You know, I really don’t like my body. In a big way. Yeah, yeah bring on the violins. I’ve got the use of all my limbs, I’m not suffering chronic pain or uncurable illness. But it’s a problem, nonetheless. My body-image impacts pretty much every area of my life – including my relationship with the Lord. It’s also ungrateful, given all the time and effort that God put in to making me. And it’s a denial of his ‘goodness’ in making me as I am.
This body has served me really well for many years, despite being pushed to the limits of human endurance. But now it doesn’t work “the way it’s supposed to.” There’s been some irreversible damage that limits a lot of what I’m able to do.
Nonetheless, I have a lot to be thankful for. What harm has it ever done me? What has it ever done except serve? And why, at the best of times have I taken it entirely for granted, whilst at the worst, carved it up like a piece of bloody meat?
As a child my body and I had a fairly uncomplicated relationship. There was an implicit connection there between mind and matter, a synergy that started to erode with the onset of puberty. Sure, media depictions of the perfect figure haven’t helped, but to be honest, my body shape fits with what’s deemed culturally attractive, at least in the West. (Give or take the whole cleavage issue, but that’s nothing a bit of padding can’t fix). This is not to invite bodily reassurances or sympathy – simply to observe that approbation from others doesn’t fix feeling rubbish. No amount of positive comments have made even a dent in the bodywork. In fact, they’ve made me feel even more detached from myself.
At school I was the plain one out of my friends. But when I went to college, the Irish exoticism came into play and suddenly I was seen as pretty. I remember shooting down the compliments with a savage anger, thinking that people were just being sarcastic. When the dust settled and people were still being nice, it sent me into a bit of a meltdown. My brain reacted like a ball in a pinball machine, bouncing from ‘she’s quite fit’ to ‘you’re too ugly to go out’. There was no-where for the good stuff to go – and either way, it was all about appearances. Every woman can look good with a layer of paint and enough coverings. I was a fraud and it was a matter of time before I was exposed. Even if I did take any notice, if you’re seen as slim and attractive but still feel like junk, what next? What do you change? No, no, far easier to focus on looking good, whilst despising myself for the deception.

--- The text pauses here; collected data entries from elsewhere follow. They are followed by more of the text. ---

//! Session state machine.
//!
//! There is at most one live [`Session`]. With none, the first accepted
//! action starts the story; afterwards actions continue it. Administrative
//! transitions (revert, restart, new game, load) operate on the same state
//! and must only run once in-flight generation has drained, which the
//! dispatcher guarantees.

use dungeon_core::engine::{CancellationToken, GenerationEngine};
use dungeon_core::error::{EngineError, GameError};
use dungeon_core::repository::StoredStory;
use serde::Serialize;
use tracing::{debug, info};

use super::aggregates::{Session, frame_action};

/// Action used when a player submits nothing.
pub const DEFAULT_ACTION: &str = "continue";

/// How many recent turns the generator sees by default.
pub const DEFAULT_MAX_HISTORY: usize = 20;

/// Coarse state of the story.
#[derive(Debug, Clone, Copy, PartialEq, Eq, Serialize)]
#[serde(rename_all = "snake_case")]
pub enum StoryState {
    /// No session exists; the next action starts one.
    NoSession,
    /// A story is in progress.
    Active,
}

/// Settings applied to every session the machine creates.
#[derive(Debug, Clone, PartialEq, Eq)]
pub struct StorySettings {
    /// Opening text handed to the generator and kept as the preamble.
    pub context: String,
    /// Whether new sessions may be saved.
    pub upload_enabled: bool,
    /// How many recent turns are included in generation prompts.
    pub max_history: usize,
}

impl Default for StorySettings {
    fn default() -> Self {
        Self {
            context: String::new(),
            upload_enabled: true,
            max_history: DEFAULT_MAX_HISTORY,
        }
    }
}

/// The generation call a turn needs.
#[derive(Debug, Clone, PartialEq, Eq)]
pub enum GenerationPlan {
    /// No story yet: open one.
    Start {
        /// The framed first action.
        prompt: String,
        /// The story context.
        context: String,
    },
    /// Continue the live story.
    Act {
        /// Recent story text followed by the framed action.
        prompt: String,
    },
}

impl GenerationPlan {
    /// Runs the plan against `engine`. Blocks for as long as the engine does,
    /// or until the engine notices `cancel`.
    ///
    /// # Errors
    ///
    /// Returns the engine's error unchanged.
    pub fn generate(
        &self,
        engine: &dyn GenerationEngine,
        cancel: &CancellationToken,
    ) -> Result<String, EngineError> {
        match self {
            Self::Start { prompt, context } => engine.start_story(prompt, context, cancel),
            Self::Act { prompt } => engine.act(prompt, cancel),
        }
    }
}

/// A turn that has been planned but not yet generated.
#[derive(Debug, Clone, PartialEq, Eq)]
pub struct PendingTurn {
    /// The action as it will be recorded.
    pub action: String,
    /// What to ask the engine.
    pub plan: GenerationPlan,
}

/// Governs which operations are legal and applies them to the session.
#[derive(Debug)]
pub struct SessionStateMachine {
    session: Option<Session>,
    settings: StorySettings,
}

impl SessionStateMachine {
    /// Creates a machine with no session.
    #[must_use]
    pub fn new(settings: StorySettings) -> Self {
        Self {
            session: None,
            settings,
        }
    }

    /// The current coarse state.
    #[must_use]
    pub fn state(&self) -> StoryState {
        if self.session.is_some() {
            StoryState::Active
        } else {
            StoryState::NoSession
        }
    }

    /// The live session, if any.
    #[must_use]
    pub fn session(&self) -> Option<&Session> {
        self.session.as_ref()
    }

    /// The settings new sessions are created with.
    #[must_use]
    pub fn settings(&self) -> &StorySettings {
        &self.settings
    }

    /// Plans the generation call for `text`. Blank text becomes
    /// [`DEFAULT_ACTION`].
    #[must_use]
    pub fn begin_turn(&self, text: &str) -> PendingTurn {
        let action = if text.trim().is_empty() {
            DEFAULT_ACTION.to_owned()
        } else {
            text.to_owned()
        };

        let plan = match &self.session {
            None => GenerationPlan::Start {
                prompt: frame_action(&action),
                context: self.settings.context.clone(),
            },
            Some(session) => {
                let mut prompt = session.context_window(self.settings.max_history);
                prompt.push_str(&frame_action(&action));
                GenerationPlan::Act { prompt }
            }
        };

        PendingTurn { action, plan }
    }

    /// Records the engine's output for `turn` and returns the result text.
    ///
    /// A `Start` turn creates the session, with the story context as its
    /// preamble, and strips the generator's echo of the prompt.
    ///
    /// # Errors
    ///
    /// Returns `GameError::InvalidTransition` if an `Act` turn completes
    /// after the session it was planned against has gone.
    pub fn complete_turn(&mut self, turn: PendingTurn, output: String) -> Result<String, GameError> {
        let PendingTurn { action, plan } = turn;
        let result = match &plan {
            GenerationPlan::Start { prompt, .. } => strip_echo(prompt, &output),
            GenerationPlan::Act { .. } => output,
        };

        let session = match plan {
            GenerationPlan::Start { context, .. } => {
                if self.session.is_none() {
                    info!("starting new story");
                }
                let upload_enabled = self.settings.upload_enabled;
                self.session
                    .get_or_insert_with(|| Session::new(context, upload_enabled))
            }
            GenerationPlan::Act { .. } => self.session.as_mut().ok_or_else(|| {
                GameError::invalid("The game was reset before this action finished.")
            })?,
        };

        session.record(action, result.clone());
        debug!(turns = session.turn_count(), "recorded turn");
        Ok(result)
    }

    /// Undoes the latest turn and returns the text now current.
    ///
    /// # Errors
    ///
    /// Returns `GameError::InvalidTransition` when there is no story or no
    /// turn to undo; the session is left unchanged.
    pub fn revert(&mut self) -> Result<String, GameError> {
        let session = self.active_mut()?;
        if session.pop_turn().is_none() {
            return Err(GameError::invalid("There is nothing to revert."));
        }
        info!(turns = session.turn_count(), "reverted last turn");
        Ok(session.latest_text().to_owned())
    }

    /// Clears the transcript, keeps the preamble, and returns the preamble.
    ///
    /// # Errors
    ///
    /// Returns `GameError::InvalidTransition` when no story is in progress.
    pub fn restart(&mut self) -> Result<String, GameError> {
        let session = self.active_mut()?;
        session.clear_transcript();
        info!("restarted story from the beginning");
        Ok(session.preamble().to_owned())
    }

    /// Discards the session. The next action starts a new story.
    pub fn new_game(&mut self) {
        if self.session.take().is_some() {
            info!("discarded story for a new game");
        }
    }

    /// Snapshot to hand to storage for a save.
    ///
    /// # Errors
    ///
    /// Returns `GameError::InvalidTransition` when no story is in progress or
    /// uploads are disabled for it.
    pub fn snapshot_for_save(&self) -> Result<StoredStory, GameError> {
        let session = self
            .session
            .as_ref()
            .ok_or_else(|| GameError::invalid("There is no game to save yet."))?;
        if !session.upload_enabled() {
            return Err(GameError::invalid("Saving is disabled for this game."));
        }
        Ok(session.to_stored())
    }

    /// Records a successful save.
    pub fn mark_saved(&mut self, id: String) {
        if let Some(session) = self.session.as_mut() {
            session.set_persistence_id(id);
        }
    }

    /// Whether a load may replace the current state.
    ///
    /// # Errors
    ///
    /// Returns `GameError::InvalidTransition` when the live session has
    /// uploads disabled.
    pub fn check_load_allowed(&self) -> Result<(), GameError> {
        match &self.session {
            Some(session) if !session.upload_enabled() => {
                Err(GameError::invalid("Loading is disabled for this game."))
            }
            _ => Ok(()),
        }
    }

    /// Replaces the session with a stored story and returns the story so far.
    pub fn install_loaded(&mut self, id: &str, stored: StoredStory) -> String {
        let session = self
            .session
            .get_or_insert_with(|| Session::new(String::new(), true));
        *session = Session::from_stored(stored, id, session.upload_enabled());
        info!(persistence_id = id, turns = session.turn_count(), "loaded story");
        session.render()
    }

    /// Whether an exit should persist the story first.
    #[must_use]
    pub fn should_persist_on_exit(&self) -> bool {
        self.session.as_ref().is_some_and(Session::upload_enabled)
    }

    fn active_mut(&mut self) -> Result<&mut Session, GameError> {
        self.session
            .as_mut()
            .ok_or_else(|| GameError::invalid("No game is in progress."))
    }
}

/// Removes a leading echo of `prompt` from generated text.
fn strip_echo(prompt: &str, output: &str) -> String {
    let echo = prompt.trim();
    let body = output.trim_start();
    body.strip_prefix(echo)
        .unwrap_or(body)
        .trim_start()
        .to_owned()
}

An eating disorder is a very potent way of both trying to deny your physicality, whilst deifying it. In trying to crush your appetites, you end up a slave to them.
Recently I was talking to a surgeon who told me that, after even just a short period of starving yourself or bingeing/purging, the physical damage is akin to being systematically tortured. He had dealt with victims of terrible abuse, case studies of human rights infringement – and the end result was the same as an eating disorder.
This is in no way to equate the two – absolutely not. Aside from the volitional element of the eating disorder, when tackled early enough, much of the damage in these cases can be reversed. I’m not sure the same is true of someone who has been repeatedly abused over a long period of time, not to mention the psychological and emotional trauma. However, it does reveal some of the dynamics underpinning the disorder. Bluntly put, you’re torturing yourself.